Quando rebenta nos olhos, o amanhã verte e marca feito rio.
Sulca seus contornos nas vistas como beijo d’água na terra.
Um dia nascente conduz meus pés uns passos além da curva que, até ontem, findava todo caminho meu.
Enquanto subo ao cimo da estrada, o céu pousa sereno. Vem bem me receber. Faz-se carinho em meu rosto, meus cabelos, minha nuca eriçada. Faz-se um abraço. Tem o perfume d’uma carta de amor aberta agora.
Ali, depois da curva, nesse abraço nosso, o horizonte mergulha em meus olhos.
Vejo a mesma terra vermelha que cora meus pés se estender até muito longe.
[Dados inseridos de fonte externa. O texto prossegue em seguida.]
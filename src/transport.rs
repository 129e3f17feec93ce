//! Transport adapter interface.
//!
//! The transport performs the actual socket I/O, command encoding, and
//! reconnection handling. Slotwise consumes it through the [`Transport`]
//! trait and never inspects the wire format itself. Failures cross the
//! boundary as [`TransportError`] values and are rewritten into domain
//! errors before reaching application code.

use std::backtrace::Backtrace;
// Alias so the thiserror derive does not detect the `Backtrace` field and
// generate a `provide` impl, which requires the unstable
// `error_generic_member_access` feature on stable toolchains.
use std::backtrace::Backtrace as CapturedBacktrace;
use std::borrow::Cow;
use std::time::Duration;

use bytes::Bytes;
use thiserror::Error;

use crate::core::command::Cmd;
use crate::core::config::ClientConfig;

/// Well-known transport error kind identifiers.
///
/// Adapters are free to raise kinds that are not listed here; unknown kinds
/// carry their own supertype chain (see [`TransportError::with_ancestors`])
/// and are resolved against the mapping table at translation time.
pub mod kind {
    /// Root of the transport error hierarchy.
    pub const ERROR: &str = "error";
    /// Transport-level connect failure.
    pub const CONNECTION: &str = "connection";
    /// A usable connection could not be established.
    pub const CANNOT_CONNECT: &str = "cannot_connect";
    /// Failover to another endpoint failed.
    pub const FAILOVER: &str = "failover";
    /// The server did not reply within the read timeout.
    pub const READ_TIMEOUT: &str = "read_timeout";
    /// The server rejected the command.
    pub const COMMAND: &str = "command";
    /// Authentication handshake failed.
    pub const AUTHENTICATION: &str = "authentication";
    /// The server refused the command for ACL reasons.
    pub const PERMISSION: &str = "permission";
    /// Operation applied against a key holding another type.
    pub const WRONG_TYPE: &str = "wrong_type";
    /// Write issued against a read-only replica.
    pub const READ_ONLY: &str = "read_only";
    /// The reply stream violated the protocol grammar.
    pub const PROTOCOL: &str = "protocol";
    /// The server is out of memory. Only raised by newer protocol revisions.
    pub const OUT_OF_MEMORY: &str = "out_of_memory";
}

/// Supertype chain for the well-known kinds, most specific first.
fn builtin_ancestors(k: &str) -> &'static [&'static str] {
    match k {
        kind::ERROR => &[],
        kind::CONNECTION | kind::COMMAND | kind::PROTOCOL => &[kind::ERROR],
        kind::CANNOT_CONNECT | kind::FAILOVER | kind::READ_TIMEOUT => {
            &[kind::CONNECTION, kind::ERROR]
        }
        kind::AUTHENTICATION => &[kind::CANNOT_CONNECT, kind::CONNECTION, kind::ERROR],
        kind::PERMISSION | kind::WRONG_TYPE | kind::READ_ONLY | kind::OUT_OF_MEMORY => {
            &[kind::COMMAND, kind::ERROR]
        }
        _ => &[kind::ERROR],
    }
}

/// A failure raised by the transport adapter.
///
/// Transport libraries grow new error subclasses across versions, so the
/// kind space is open: an error is identified by a kind string plus an
/// ordered chain of supertype kinds. Well-known kinds get their chain from
/// a builtin table; adapter-specific kinds supply their own.
#[derive(Debug, Error)]
#[error("{message}")]
pub struct TransportError {
    kind: Cow<'static, str>,
    ancestors: Vec<Cow<'static, str>>,
    message: String,
    trace: CapturedBacktrace,
}

impl TransportError {
    /// Creates a transport error of the given kind.
    ///
    /// The supertype chain defaults to the builtin hierarchy for well-known
    /// kinds, and to the root kind for everything else.
    pub fn new(kind: impl Into<Cow<'static, str>>, message: impl Into<String>) -> Self {
        let kind = kind.into();
        let ancestors = builtin_ancestors(&kind)
            .iter()
            .map(|a| Cow::Borrowed(*a))
            .collect();
        Self {
            kind,
            ancestors,
            message: message.into(),
            trace: Backtrace::capture(),
        }
    }

    /// Replaces the supertype chain, most specific first.
    ///
    /// Adapters use this for error kinds the builtin table does not know.
    pub fn with_ancestors<I, S>(mut self, ancestors: I) -> Self
    where
        I: IntoIterator<Item = S>,
        S: Into<Cow<'static, str>>,
    {
        self.ancestors = ancestors.into_iter().map(Into::into).collect();
        self
    }

    /// The exact kind identifier of this error.
    pub fn kind(&self) -> &str {
        &self.kind
    }

    /// The supertype chain, most specific first. Does not include the kind
    /// itself.
    pub fn ancestors(&self) -> impl Iterator<Item = &str> {
        self.ancestors.iter().map(|a| a.as_ref())
    }

    /// The human-readable message from the adapter.
    pub fn message(&self) -> &str {
        &self.message
    }

    /// The backtrace captured when the error was constructed.
    pub fn trace(&self) -> &Backtrace {
        &self.trace
    }
}

/// A reply value returned by the server.
///
/// The wire grammar is the adapter's concern; replies cross the boundary
/// already decoded into this shape.
#[derive(Debug, Clone, PartialEq, Eq)]
pub enum Reply {
    /// A simple status string (e.g. `OK`, `PONG`).
    Simple(String),
    /// A bulk payload, `None` when the key does not exist.
    Bulk(Option<Bytes>),
    /// A signed integer reply.
    Int(i64),
    /// An array of nested replies.
    Array(Vec<Reply>),
}

/// The lower-level connection the client wraps.
///
/// Implementations own the socket, the encoder, and the reconnection
/// policy. The `retryable` flag tells the adapter whether it may
/// transparently reconnect and retry; the guarded transaction path always
/// passes `false`.
#[allow(async_fn_in_trait)]
pub trait Transport {
    /// Connection configuration exposed by the adapter.
    fn config(&self) -> &ClientConfig;

    /// Sends one command and awaits its reply.
    async fn call(&mut self, cmd: Cmd, retryable: bool) -> Result<Reply, TransportError>;

    /// Sends one command with a caller-supplied read timeout.
    async fn call_blocking(
        &mut self,
        timeout: Option<Duration>,
        cmd: Cmd,
        retryable: bool,
    ) -> Result<Reply, TransportError>;

    /// Sends a pipeline of commands and awaits every reply.
    async fn call_pipelined(
        &mut self,
        cmds: Vec<Cmd>,
        retryable: bool,
    ) -> Result<Vec<Reply>, TransportError>;

    /// Sends commands inside a MULTI/EXEC block and awaits every reply.
    async fn call_multi(
        &mut self,
        cmds: Vec<Cmd>,
        retryable: bool,
    ) -> Result<Vec<Reply>, TransportError>;

    /// Releases the underlying connection.
    async fn close(&mut self);
}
Desde muito longe. Mas mais: tateio o vermelho dos poros dos tijolos de adobe que esperam quem os faça do barro. Percorro o aconchego da casa corada que quatro mãos cuidadosas erguerão do chão. Ali, com quem comigo faz ninho, partilho aroma, sabor e calor, do almoço e do banho. Partilho o caderno e a cama.
Vejo as flores já abertas nos bougainvilles e amores-agarradinhos. Mas mais: avisto um pé de pequi que aguarda no dentro da semente. Brinco num balangadô pendurado em um de seus galhos. O sol, por entre suas folhas, traz desenhos dançantes à pele e aos olhos de quem me dá embalo, impulso.
Mais: vejo um gurizinho com um sorriso açucarado, que abraça minhas pernas, me pede benção e pergunta o que significa fôlego. Eu respiro o próprio céu.
Entretanto, vejo também uma árvore caída à lama e, nela, vislumbro tormentas que ameaçarão a casa e o balanço. Expõem-se os calos que aguardam as quatro mãos cuidadosas.
A curva que findava andanças sugere que eu recue, que feche os olhos.
Mas o rio verteu e marcou, sulcou seus contornos. Molhou meus olhos.
Mesmo a seca mais dura não esconderá o amanhã que rebentou.